These lengthy delays are unacceptable. Our Supreme Court has made clear that "[t]he PCRA court [has] the ability and responsibility to manage its docket and caseload and thus has an essential role in ensuring the timely resolution of PCRA matters." Commonwealth v. Renchenski , 52 A.3d 251, 260 (Pa. 2012) (citing Commonwealth v. Porter , 35 A.3d 4, 24-25 (2012) ("[T]he court, not counsel, controls the scope, timing and pace of the proceedings below.")). Additionally, "post-conviction counsel must 'act expeditiously so as to reduce unnecessary delays and ensure the efficient administration of justice.'" Id. (citing Commonwealth v. Sneed , 45 A.3d 1096, 1104 n.11 (Pa. 2012)).

Both Appellant and the PCRA court have complied with Pa.R.A.P. 1925.

On appeal, Appellant sets forth five issues for our review, which we reorder for ease of disposition.

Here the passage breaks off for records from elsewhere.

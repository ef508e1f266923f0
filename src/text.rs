//! Text normalization for identifier segments.
//!
//! Free-text labels (asset names, floor names, location names) are folded
//! into the fixed `[A-Z0-9-]` alphabet so they can be embedded in tags.

use unicode_normalization::{char::is_combining_mark, UnicodeNormalization};

/// Separator used both inside normalized tokens and between tag segments.
pub const SEPARATOR: char = '-';

/// Normalizes `input` into an identifier-safe token of at most `max_len` characters.
///
/// The input is upper-cased, accents are decomposed and dropped, every
/// character outside `[A-Z0-9]` becomes a hyphen, hyphen runs collapse into
/// one and leading/trailing hyphens are trimmed. Truncation happens before the
/// final trim so a cut never leaves a dangling hyphen.
///
/// ```
/// use facility_codes::text::normalize;
///
/// assert_eq!(normalize("Casa de Máquinas", 15), "CASA-DE-MAQUINA");
/// assert_eq!(normalize("  Área técnica / 2 ", 20), "AREA-TECNICA-2");
/// ```
pub fn normalize(input: &str, max_len: usize) -> String {
    let mut folded = String::with_capacity(input.len());
    for c in input.to_uppercase().nfd().filter(|c| !is_combining_mark(*c)) {
        if c.is_ascii_uppercase() || c.is_ascii_digit() {
            folded.push(c);
        } else if !folded.ends_with(SEPARATOR) {
            folded.push(SEPARATOR);
        }
    }

    // Output is pure ASCII at this point, so char and byte counts agree.
    let trimmed = folded.trim_start_matches(SEPARATOR);
    let cut = &trimmed[..trimmed.len().min(max_len)];
    cut.trim_matches(SEPARATOR).to_string()
}

/// Unbounded variant used for keyword matching and label comparison.
pub fn fold(input: &str) -> String {
    normalize(input, usize::MAX)
}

A. Whether the PCRA court erred in denying Appellant's amended PCRA petition where trial counsel rendered ineffective assistance of counsel in failing to challenge the legality of Appellant's arrest and in not moving to suppress the physical evidence and on-scene identification evidence?

B. Whether the PCRA court erred in denying Appellant's amended PCRA petition where trial counsel was ineffective for failing to request a Kloiber charge and/or cautionary instruction on the identification testimony presented at trial?

C. Whether the PCRA court erred in denying Appellant's amended PCRA petition where trial counsel was ineffective for failing to communicate sufficiently with Appellant in the course of plea bargain discussions?

D. Whether the PCRA court erred in denying Appellant's amended PCRA petition where trial counsel was ineffective for failing to object to the admission of the co-defendant's guilty plea transcript into evidence without seeking a curative instruction explaining that the co-defendant's guilty plea could not be used as substantive proof of the existence of a conspiracy or used to determine Appellant's guilt, as required by law?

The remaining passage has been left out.